Z powodu tego, że lubiłam czerwone suknie i zabijałam zmutowane potwory, zaczęto nazywać mnie Czerwoną Królową. Ludzie ufali mi i wierzyli, że ich obronię. W pewnym sensie zastąpiłam Strażnika. Nie byłam tak łagodna jak on i nie łagodziłam swych elektrycznych mocy zielonią magią. Ale byłam skuteczna.

***

Przed początkiem wiosny Timon  otrzymał wezwanie z zachodniej części Wybrzeża, która leżała na równiku, zwrócona ku największemu oceanowi świata. Było to wezwanie z pewnego miasteczka, od członka Leśnej Straży i głównego Opiekuna Przyrody tego osiedla. Nazywał się Selvidio Vicente Ibarruri y Moyega i szukał pomocy, gdyż w miasteczku ludzie nie mogli już chodzić na plaże. W wodach nabrzeżnych czaił się bowiem rekin ludojad, który mógł jeść tylko ludzkie mięso.
- Dlaczego wzywa ciebie do tak prozaicznej sprawy? - spytałam - Ludożercze ryby nie stoją wysoko w hierarchii mutantów.
- Selvidio Ibarruri sam by sobie poradził - zapewnił mnie Timon - To on, między innymi, nauczył mnie jak uspokajać wilkołaki i zabijać soucouyanty. Ale on nie może zająć się tym rekinem. Przeszedł ze Strażnika Leśnego na Opiekuna Przyrody kilka miesięcy temu.
- Dlaczego? - ponowiłam pytanie.
- Urodziło mu się dziecko.
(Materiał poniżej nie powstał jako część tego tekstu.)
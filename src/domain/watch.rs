use serde::{Deserialize, Serialize};

#[derive(Clone, Debug, PartialEq, Eq, Serialize, Deserialize)]
pub struct Watch {
    pub email: String, // watcher key
    pub keywords: Vec<String>,
    pub subscription: Option<PushSubscription>,
}

/// Browser push handle as handed out by the push service. Opaque to the engine.
#[derive(Clone, Debug, PartialEq, Eq, Serialize, Deserialize)]
#[serde(rename_all = "camelCase")]
pub struct PushSubscription {
    pub endpoint: String,
    #[serde(default)]
    pub expiration_time: Option<i64>,
    pub keys: PushKeys,
}

#[derive(Clone, Debug, PartialEq, Eq, Serialize, Deserialize)]
pub struct PushKeys {
    pub p256dh: String,
    pub auth: String,
}

impl Watch {
    pub fn new(email: impl Into<String>) -> Self {
        Self {
            email: email.into(),
            keywords: Vec::new(),
            subscription: None,
        }
    }

    pub fn with_keywords<I, S>(email: impl Into<String>, keywords: I) -> Self
    where
        I: IntoIterator<Item = S>,
        S: Into<String>,
    {
        let mut w = Self::new(email);
        w.set_keywords(keywords.into_iter().map(Into::into).collect());
        w
    }

    pub fn tracks(&self, keyword: &str) -> bool {
        self.keywords.iter().any(|k| k == keyword)
    }

    /// Returns false when the keyword was already present.
    pub fn add_keyword(&mut self, keyword: &str) -> bool {
        if self.tracks(keyword) {
            return false;
        }
        self.keywords.push(keyword.to_string());
        true
    }

    pub fn remove_keyword(&mut self, keyword: &str) -> bool {
        let before = self.keywords.len();
        self.keywords.retain(|k| k != keyword);
        before != self.keywords.len()
    }

    /// Replaces the keyword list, dropping repeats but keeping first-seen order.
    pub fn set_keywords(&mut self, keywords: Vec<String>) {
        self.keywords.clear();
        for k in keywords {
            self.add_keyword(&k);
        }
    }
}
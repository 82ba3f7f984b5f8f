pub mod console_notifier;
pub mod http_listings_source;
pub mod memory_store;
pub mod multi_notifier;
pub mod scripted_source;
pub mod sqlite_store;
pub mod webhook_notifier;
Wziął urlop, jeśli można to tak nazwać.
- Jak dobrze, że pomaga żonie - westchnęłam.
- On nie pomaga. Sam zajmuje się małą. Jego żona tu pumołaczyca-garncarka z Ludu Gór. Miała depresę poporodową i lekarka zaleciła jej powrót wgłąb gór, do Pachu Alpa. Do życia zmiennokształtnej.
- Odeszła od niego?
- Nie. Wróci. Będzie przychodzić i odchodzić, tak myślę. Związki zmiennokształtnych z innymi typami magów to skomplikowana sprawa.
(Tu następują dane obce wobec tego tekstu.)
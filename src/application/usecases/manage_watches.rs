use crate::application::{AppError, AppResult, WatchRepository};
use crate::domain::{PushSubscription, Watch};

/// Validating front for watch edits. The engine picks changes up on its next cycle.
pub struct ManageWatchesUseCase<'a> {
    pub watches: &'a dyn WatchRepository,
}

impl<'a> ManageWatchesUseCase<'a> {
    pub async fn list(&self) -> AppResult<Vec<Watch>> {
        self.watches.list_watches().await
    }

    pub async fn create(&self, email: &str) -> AppResult<Watch> {
        let email = normalize_email(email)?;
        self.watches.create_watch(&email).await
    }

    pub async fn remove(&self, email: &str) -> AppResult<()> {
        let email = normalize_email(email)?;
        self.watches.remove_watch(&email).await
    }

    pub async fn add_keyword(&self, email: &str, keyword: &str) -> AppResult<Watch> {
        let email = normalize_email(email)?;
        let keyword = normalize_keyword(keyword)?;
        self.watches.add_keyword(&email, &keyword).await
    }

    pub async fn remove_keyword(&self, email: &str, keyword: &str) -> AppResult<Watch> {
        let email = normalize_email(email)?;
        let keyword = normalize_keyword(keyword)?;
        self.watches.remove_keyword(&email, &keyword).await
    }

    pub async fn set_keywords(&self, email: &str, keywords: &[String]) -> AppResult<Watch> {
        let email = normalize_email(email)?;
        let keywords = keywords
            .iter()
            .map(|k| normalize_keyword(k))
            .collect::<AppResult<Vec<_>>>()?;
        self.watches.set_keywords(&email, keywords).await
    }

    pub async fn subscribe(&self, email: &str, subscription: PushSubscription) -> AppResult<Watch> {
        let email = normalize_email(email)?;
        if subscription.endpoint.trim().is_empty() {
            return Err(AppError::InvalidInput("subscription endpoint is empty".into()));
        }
        self.watches.set_subscription(&email, Some(subscription)).await
    }

    pub async fn unsubscribe(&self, email: &str) -> AppResult<Watch> {
        let email = normalize_email(email)?;
        self.watches.set_subscription(&email, None).await
    }

    pub async fn reset(&self) -> AppResult<()> {
        self.watches.reset_watches().await
    }
}

fn normalize_email(email: &str) -> AppResult<String> {
    let email = email.trim();
    if email.is_empty() || !email.contains('@') {
        return Err(AppError::InvalidInput(format!("invalid email: {email:?}")));
    }
    Ok(email.to_string())
}

fn normalize_keyword(keyword: &str) -> AppResult<String> {
    let keyword = keyword.trim();
    if keyword.is_empty() {
        return Err(AppError::InvalidInput("keyword is empty".into()));
    }
    Ok(keyword.to_string())
}
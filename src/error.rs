//! Error types for the gpt2-complete crate.

use gpt2_engine::EngineError;
use gpt2_models::ModelError;
use gpt2_runtime::BackendError;
use gpt2_sampling::SamplingError;
use gpt2_tokenizer::TokenizerError;
use thiserror::Error;

/// Top-level error type. Either the session never became ready, or one
/// completion call failed.
#[derive(Error, Debug)]
pub enum Error {
    #[error("Failed to load model: {0}")]
    ModelLoad(String),

    #[error("Generation failed: {0}")]
    Generation(#[from] GenerationError),
}

/// Why a single completion call failed.
#[derive(Error, Debug)]
pub enum GenerationError {
    #[error("prompt is empty")]
    EmptyPrompt,

    #[error("max_new_tokens must be positive")]
    InvalidMaxNewTokens,

    #[error("temperature must be a positive finite number (got {0})")]
    InvalidTemperature(f32),

    #[error("top_p must be in (0, 1] (got {0})")]
    InvalidTopP(f32),

    #[error("num_return_sequences must be positive")]
    InvalidReturnSequences,

    #[error("prompt has {tokens} tokens but the context window is {context}")]
    PromptTooLong { tokens: usize, context: usize },

    #[error("tokenizer error: {0}")]
    Tokenizer(#[from] TokenizerError),

    #[error("sampling error: {0}")]
    Sampling(#[from] SamplingError),

    #[error("inference error: {0}")]
    Inference(#[from] EngineError),
}

impl From<ModelError> for Error {
    fn from(err: ModelError) -> Self {
        Error::ModelLoad(err.to_string())
    }
}

impl From<BackendError> for Error {
    fn from(err: BackendError) -> Self {
        Error::ModelLoad(err.to_string())
    }
}

pub type Result<T> = std::result::Result<T, Error>;
//! Generation requests, results, and the batched sampling loop.

use gpt2_engine::{CausalLm, TokenId};
use gpt2_runtime::{InferenceMetrics, InferenceTimer};
use gpt2_sampling::Sampler;

use crate::error::GenerationError;

pub const DEFAULT_MAX_NEW_TOKENS: usize = 50;
pub const DEFAULT_TEMPERATURE: f32 = 0.8;
pub const DEFAULT_TOP_K: usize = 50;
pub const DEFAULT_TOP_P: f32 = 0.9;
pub const DEFAULT_NUM_RETURN_SEQUENCES: usize = 1;
pub const DEFAULT_NO_REPEAT_NGRAM_SIZE: usize = 2;

/// Sampling parameters for one completion call.
#[derive(Debug, Clone, Copy, PartialEq)]
pub struct GenerationOptions {
    /// Tokens to append after the prompt, at most.
    pub max_new_tokens: usize,

    /// Softmax temperature, > 0.
    pub temperature: f32,

    /// Keep the k most likely tokens; 0 disables.
    pub top_k: usize,

    /// Nucleus mass in (0, 1]; 1.0 disables.
    pub top_p: f32,

    /// Independent completions sampled from the same prompt.
    pub num_return_sequences: usize,

    /// Forbid repeating any n-gram of this size; 0 disables.
    pub no_repeat_ngram_size: usize,
}

impl Default for GenerationOptions {
    fn default() -> Self {
        Self {
            max_new_tokens: DEFAULT_MAX_NEW_TOKENS,
            temperature: DEFAULT_TEMPERATURE,
            top_k: DEFAULT_TOP_K,
            top_p: DEFAULT_TOP_P,
            num_return_sequences: DEFAULT_NUM_RETURN_SEQUENCES,
            no_repeat_ngram_size: DEFAULT_NO_REPEAT_NGRAM_SIZE,
        }
    }
}

impl GenerationOptions {
    pub fn new() -> Self {
        Self::default()
    }

    pub fn with_max_new_tokens(mut self, n: usize) -> Self {
        self.max_new_tokens = n;
        self
    }

    pub fn with_temperature(mut self, t: f32) -> Self {
        self.temperature = t;
        self
    }

    pub fn with_top_k(mut self, k: usize) -> Self {
        self.top_k = k;
        self
    }

    pub fn with_top_p(mut self, p: f32) -> Self {
        self.top_p = p;
        self
    }

    pub fn with_num_return_sequences(mut self, n: usize) -> Self {
        self.num_return_sequences = n;
        self
    }

    pub fn with_no_repeat_ngram_size(mut self, n: usize) -> Self {
        self.no_repeat_ngram_size = n;
        self
    }

    /// Check every constraint; the first violation wins.
    pub fn validate(&self) -> Result<(), GenerationError> {
        if self.max_new_tokens == 0 {
            return Err(GenerationError::InvalidMaxNewTokens);
        }
        if !(self.temperature > 0.0 && self.temperature.is_finite()) {
            return Err(GenerationError::InvalidTemperature(self.temperature));
        }
        if !(self.top_p > 0.0 && self.top_p <= 1.0) {
            return Err(GenerationError::InvalidTopP(self.top_p));
        }
        if self.num_return_sequences == 0 {
            return Err(GenerationError::InvalidReturnSequences);
        }
        Ok(())
    }

    /// A sampler configured with these options.
    pub fn sampler(&self) -> Sampler {
        Sampler::new()
            .with_temperature(self.temperature)
            .with_top_k(self.top_k)
            .with_top_p(self.top_p)
            .with_no_repeat_ngram(self.no_repeat_ngram_size)
    }
}

/// A validated prompt plus its options.
#[derive(Debug, Clone, PartialEq)]
pub struct GenerationRequest {
    prompt: String,
    options: GenerationOptions,
}

impl GenerationRequest {
    /// Fails on an empty prompt or invalid options.
    pub fn new(
        prompt: impl Into<String>,
        options: GenerationOptions,
    ) -> Result<Self, GenerationError> {
        let prompt = prompt.into();
        if prompt.is_empty() {
            return Err(GenerationError::EmptyPrompt);
        }
        options.validate()?;
        Ok(Self { prompt, options })
    }

    pub fn prompt(&self) -> &str {
        &self.prompt
    }

    pub fn options(&self) -> &GenerationOptions {
        &self.options
    }
}

/// Decoded completions in generation order, one per requested sequence.
#[derive(Debug, Clone)]
pub struct GenerationResult {
    texts: Vec<String>,
    metrics: InferenceMetrics,
}

impl GenerationResult {
    pub(crate) fn new(texts: Vec<String>, metrics: InferenceMetrics) -> Self {
        Self { texts, metrics }
    }

    pub fn texts(&self) -> &[String] {
        &self.texts
    }

    pub fn into_texts(self) -> Vec<String> {
        self.texts
    }

    pub fn len(&self) -> usize {
        self.texts.len()
    }

    pub fn is_empty(&self) -> bool {
        self.texts.is_empty()
    }

    pub fn iter(&self) -> std::slice::Iter<'_, String> {
        self.texts.iter()
    }

    /// Timing and token counts for the call that produced this result.
    pub fn metrics(&self) -> &InferenceMetrics {
        &self.metrics
    }
}

impl IntoIterator for GenerationResult {
    type Item = String;
    type IntoIter = std::vec::IntoIter<String>;

    fn into_iter(self) -> Self::IntoIter {
        self.texts.into_iter()
    }
}

/// Special token ids the decode loop needs.
#[derive(Debug, Clone, Copy)]
pub(crate) struct SpecialTokens {
    pub eos: TokenId,
    pub pad: TokenId,
}

/// Sample `num_return_sequences` continuations of `prompt`.
///
/// Rows that emit end-of-sequence are padded with `pad` while the others
/// continue; the loop ends once every row is finished, after
/// `max_new_tokens` steps, or when the context window is full. Returns the
/// full token rows, prompt included.
pub(crate) fn sample_rows<M: CausalLm>(
    model: &M,
    prompt: &[TokenId],
    options: &GenerationOptions,
    special: SpecialTokens,
    sampler: &mut Sampler,
    timer: &mut InferenceTimer<'_>,
) -> Result<Vec<Vec<TokenId>>, GenerationError> {
    let context = model.context_size();
    if prompt.len() >= context {
        return Err(GenerationError::PromptTooLong {
            tokens: prompt.len(),
            context,
        });
    }

    let budget = options.max_new_tokens.min(context - prompt.len());
    if budget < options.max_new_tokens {
        tracing::warn!(
            requested = options.max_new_tokens,
            budget,
            "context window truncates generation"
        );
    }

    let n = options.num_return_sequences;
    let mut rows = vec![prompt.to_vec(); n];
    let mut finished = vec![false; n];

    let mut cache = model.new_cache();
    let mut logits = model.forward(&rows, &mut cache)?;
    timer.mark_prefill_complete();

    for step in 0..budget {
        let mut next = Vec::with_capacity(n);
        for ((row, row_logits), &done) in rows.iter().zip(&logits).zip(&finished) {
            next.push(if done {
                special.pad
            } else {
                sampler.sample_with_history(row_logits, row)?
            });
        }

        let mut sampled = 0;
        for ((row, done), &token) in rows.iter_mut().zip(finished.iter_mut()).zip(&next) {
            if !*done {
                sampled += 1;
                *done = token == special.eos;
            }
            row.push(token);
        }
        timer.mark_tokens(sampled);

        if finished.iter().all(|&done| done) || step + 1 == budget {
            break;
        }

        let step_tokens: Vec<Vec<TokenId>> = next.iter().map(|&token| vec![token]).collect();
        logits = model.forward(&step_tokens, &mut cache)?;
    }

    Ok(rows)
}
- Skoro ten Ibarruri był twoim mentorem, to chyba ma późne dziecko.
- Raczej. Ma czterdzieści cztery lata.
- A jego żona?
- Dwadzieścia pięć.
- O cholera.
Timon zarumienił się.
- Wiem, jak to wygląda. Zwłaszcza, że pobrali się ze względu na dziecko. Ale, posłuchaj... On nie jest żadnym... Zbokiem. Nie jest zbokiem. Nie wiem, jak to inaczej określić.
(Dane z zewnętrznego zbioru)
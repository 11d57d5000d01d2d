//! GPT-2's "Conv1D": a linear layer whose weight is stored `[in, out]`.
//!
//! The checkpoints keep the transposed layout of the original TensorFlow
//! code, so `y = x @ W + b` without the transpose `candle_nn::Linear` applies.

use candle_core::{Module, Result, Tensor};
use candle_nn::{Init, VarBuilder};

pub struct Conv1D {
    /// `[in_dim, out_dim]`
    weight: Tensor,
    /// `[out_dim]`
    bias: Tensor,
    out_dim: usize,
}

impl Conv1D {
    pub fn new(in_dim: usize, out_dim: usize, vb: VarBuilder) -> Result<Self> {
        let weight = vb.get_with_hints(
            (in_dim, out_dim),
            "weight",
            Init::Randn {
                mean: 0.0,
                stdev: 0.02,
            },
        )?;
        let bias = vb.get_with_hints(out_dim, "bias", Init::Const(0.0))?;
        Ok(Self {
            weight,
            bias,
            out_dim,
        })
    }
}

impl Module for Conv1D {
    /// `x`: `[batch, seq_len, in_dim]` -> `[batch, seq_len, out_dim]`.
    fn forward(&self, x: &Tensor) -> Result<Tensor> {
        let (batch, seq_len, in_dim) = x.dims3()?;
        x.reshape((batch * seq_len, in_dim))?
            .matmul(&self.weight)?
            .broadcast_add(&self.bias)?
            .reshape((batch, seq_len, self.out_dim))
    }
}
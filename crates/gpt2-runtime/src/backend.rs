//! Backend selection for gpt2-complete.
//!
//! Provides:
//! - [`Backend`]: the compute devices candle can target
//! - [`DevicePreference`]: what the user asked for (`auto` by default)
//! - [`BackendSelector`]: picks and opens the best available device at startup

use std::fmt;
use std::str::FromStr;

use candle_core::Device;

/// Compute backend for inference.
///
/// GPU variants only open when candle was built with the matching cargo
/// feature (`cuda`, `metal`) and a device is actually present.
#[derive(Debug, Clone, Copy, PartialEq, Eq, Hash)]
pub enum Backend {
    Cpu,
    Cuda,
    Metal,
}

impl Backend {
    /// Backends in preference order: accelerators first, CPU last.
    pub fn preference_order() -> &'static [Backend] {
        &[Backend::Cuda, Backend::Metal, Backend::Cpu]
    }

    /// Whether support for this backend was compiled into candle.
    pub fn is_compiled(self) -> bool {
        match self {
            Backend::Cpu => true,
            Backend::Cuda => candle_core::utils::cuda_is_available(),
            Backend::Metal => candle_core::utils::metal_is_available(),
        }
    }

    /// Open device `ordinal` of this backend.
    pub fn device(self, ordinal: usize) -> Result<Device, BackendError> {
        if !self.is_compiled() {
            return Err(BackendError::NotCompiled(self));
        }
        let device = match self {
            Backend::Cpu => Ok(Device::Cpu),
            Backend::Cuda => Device::new_cuda(ordinal),
            Backend::Metal => Device::new_metal(ordinal),
        };
        device.map_err(|e| BackendError::Unavailable {
            backend: self,
            reason: e.to_string(),
        })
    }
}

impl fmt::Display for Backend {
    fn fmt(&self, f: &mut fmt::Formatter<'_>) -> fmt::Result {
        match self {
            Backend::Cpu => write!(f, "cpu"),
            Backend::Cuda => write!(f, "cuda"),
            Backend::Metal => write!(f, "metal"),
        }
    }
}

/// Requested device: `auto` or a specific backend.
#[derive(Debug, Clone, Copy, PartialEq, Eq, Default)]
pub enum DevicePreference {
    #[default]
    Auto,
    Only(Backend),
}

impl FromStr for DevicePreference {
    type Err = BackendError;

    fn from_str(s: &str) -> Result<Self, Self::Err> {
        match s.to_ascii_lowercase().as_str() {
            "auto" => Ok(DevicePreference::Auto),
            "cpu" => Ok(DevicePreference::Only(Backend::Cpu)),
            "cuda" | "gpu" => Ok(DevicePreference::Only(Backend::Cuda)),
            "metal" => Ok(DevicePreference::Only(Backend::Metal)),
            other => Err(BackendError::UnknownBackend(other.to_string())),
        }
    }
}

impl fmt::Display for DevicePreference {
    fn fmt(&self, f: &mut fmt::Formatter<'_>) -> fmt::Result {
        match self {
            DevicePreference::Auto => write!(f, "auto"),
            DevicePreference::Only(backend) => backend.fmt(f),
        }
    }
}

/// Errors from backend selection.
#[derive(Debug, Clone, PartialEq, Eq, thiserror::Error)]
pub enum BackendError {
    #[error("unknown backend {0:?} (expected auto, cpu, cuda or metal)")]
    UnknownBackend(String),
    #[error("backend {0} not compiled (missing cargo feature)")]
    NotCompiled(Backend),
    #[error("backend {backend} unavailable: {reason}")]
    Unavailable { backend: Backend, reason: String },
}

/// Selects and opens the active inference device.
///
/// Use [`BackendSelector::auto`] for automatic best-backend detection,
/// or [`BackendSelector::with_preference`] to honour a user choice.
#[derive(Debug, Clone)]
pub struct BackendSelector {
    active: Backend,
    device: Device,
}

impl BackendSelector {
    /// Open the first backend in [`Backend::preference_order`] that works.
    ///
    /// CPU always succeeds, so this never fails.
    pub fn auto() -> Self {
        for &backend in Backend::preference_order() {
            match backend.device(0) {
                Ok(device) => {
                    tracing::debug!(%backend, "selected compute backend");
                    return Self {
                        active: backend,
                        device,
                    };
                }
                Err(BackendError::NotCompiled(_)) => {}
                Err(e) => tracing::warn!("skipping backend: {e}"),
            }
        }
        Self::cpu()
    }

    /// Resolve a preference. A specific backend that cannot open is an error.
    pub fn with_preference(preference: DevicePreference) -> Result<Self, BackendError> {
        match preference {
            DevicePreference::Auto => Ok(Self::auto()),
            DevicePreference::Only(backend) => Ok(Self {
                active: backend,
                device: backend.device(0)?,
            }),
        }
    }

    /// Plain CPU selection.
    pub fn cpu() -> Self {
        Self {
            active: Backend::Cpu,
            device: Device::Cpu,
        }
    }

    /// The currently active backend.
    pub fn active(&self) -> Backend {
        self.active
    }

    /// The opened candle device.
    pub fn device(&self) -> &Device {
        &self.device
    }
}

#[cfg(test)]
mod tests {
    use super::*;

    #[test]
    fn cpu_is_always_compiled() {
        assert!(Backend::Cpu.is_compiled());
        assert!(Backend::Cpu.device(0).is_ok());
    }

    #[test]
    fn preference_order_ends_with_cpu() {
        assert_eq!(Backend::preference_order().last(), Some(&Backend::Cpu));
    }

    #[test]
    fn auto_selects_a_compiled_backend() {
        let selector = BackendSelector::auto();
        assert!(selector.active().is_compiled());
    }

    #[cfg(not(any(feature = "cuda", feature = "metal")))]
    #[test]
    fn auto_falls_back_to_cpu_without_accelerators() {
        let selector = BackendSelector::auto();
        assert_eq!(selector.active(), Backend::Cpu);
        assert!(selector.device().is_cpu());
    }

    #[cfg(not(feature = "cuda"))]
    #[test]
    fn forced_cuda_without_feature_errors() {
        let err = BackendSelector::with_preference(DevicePreference::Only(Backend::Cuda))
            .unwrap_err();
        assert_eq!(err, BackendError::NotCompiled(Backend::Cuda));
    }

    #[test]
    fn forced_cpu() {
        let selector =
            BackendSelector::with_preference(DevicePreference::Only(Backend::Cpu)).unwrap();
        assert_eq!(selector.active(), Backend::Cpu);
    }

    #[test]
    fn preference_parses() {
        assert_eq!("auto".parse(), Ok(DevicePreference::Auto));
        assert_eq!("CPU".parse(), Ok(DevicePreference::Only(Backend::Cpu)));
        assert_eq!("gpu".parse(), Ok(DevicePreference::Only(Backend::Cuda)));
        assert_eq!("metal".parse(), Ok(DevicePreference::Only(Backend::Metal)));
        assert!(matches!(
            "tpu".parse::<DevicePreference>(),
            Err(BackendError::UnknownBackend(_))
        ));
    }

    #[test]
    fn backend_display() {
        assert_eq!(format!("{}", Backend::Cpu), "cpu");
        assert_eq!(format!("{}", DevicePreference::Only(Backend::Cuda)), "cuda");
        assert_eq!(format!("{}", DevicePreference::Auto), "auto");
    }

    #[test]
    fn backend_error_display() {
        let err = BackendError::Unavailable {
            backend: Backend::Cuda,
            reason: "no device".to_string(),
        };
        assert_eq!(err.to_string(), "backend cuda unavailable: no device");
    }
}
- Wierzę tobie na słowo - westchnęłam. - To co? Jedziemy do tego miasteczka?
- Jedziemy. Zostawię Simona Arcadio z Juliem. Niech chłopak sobie odpocznie od wyzwań. On lubi dzieci.
Timon powiedział mi też, że Selvidio Ibarruri zaprosił nas do swojego domu.
- Nie będziemy musieli mieszkać u burmistrzyni i męczyć się z formalnościami. Selvidio to naprawdę ciepły i gościnny facet, chociaż nie wygląda. Zobaczysz.
- Dobrze - stwierdziłam - Cieszę się, że spotkam się z jednym z ludzi, którzy wyszkolili cię na Strażnika. I wiesz co? Wcale się nie boję tego rekina.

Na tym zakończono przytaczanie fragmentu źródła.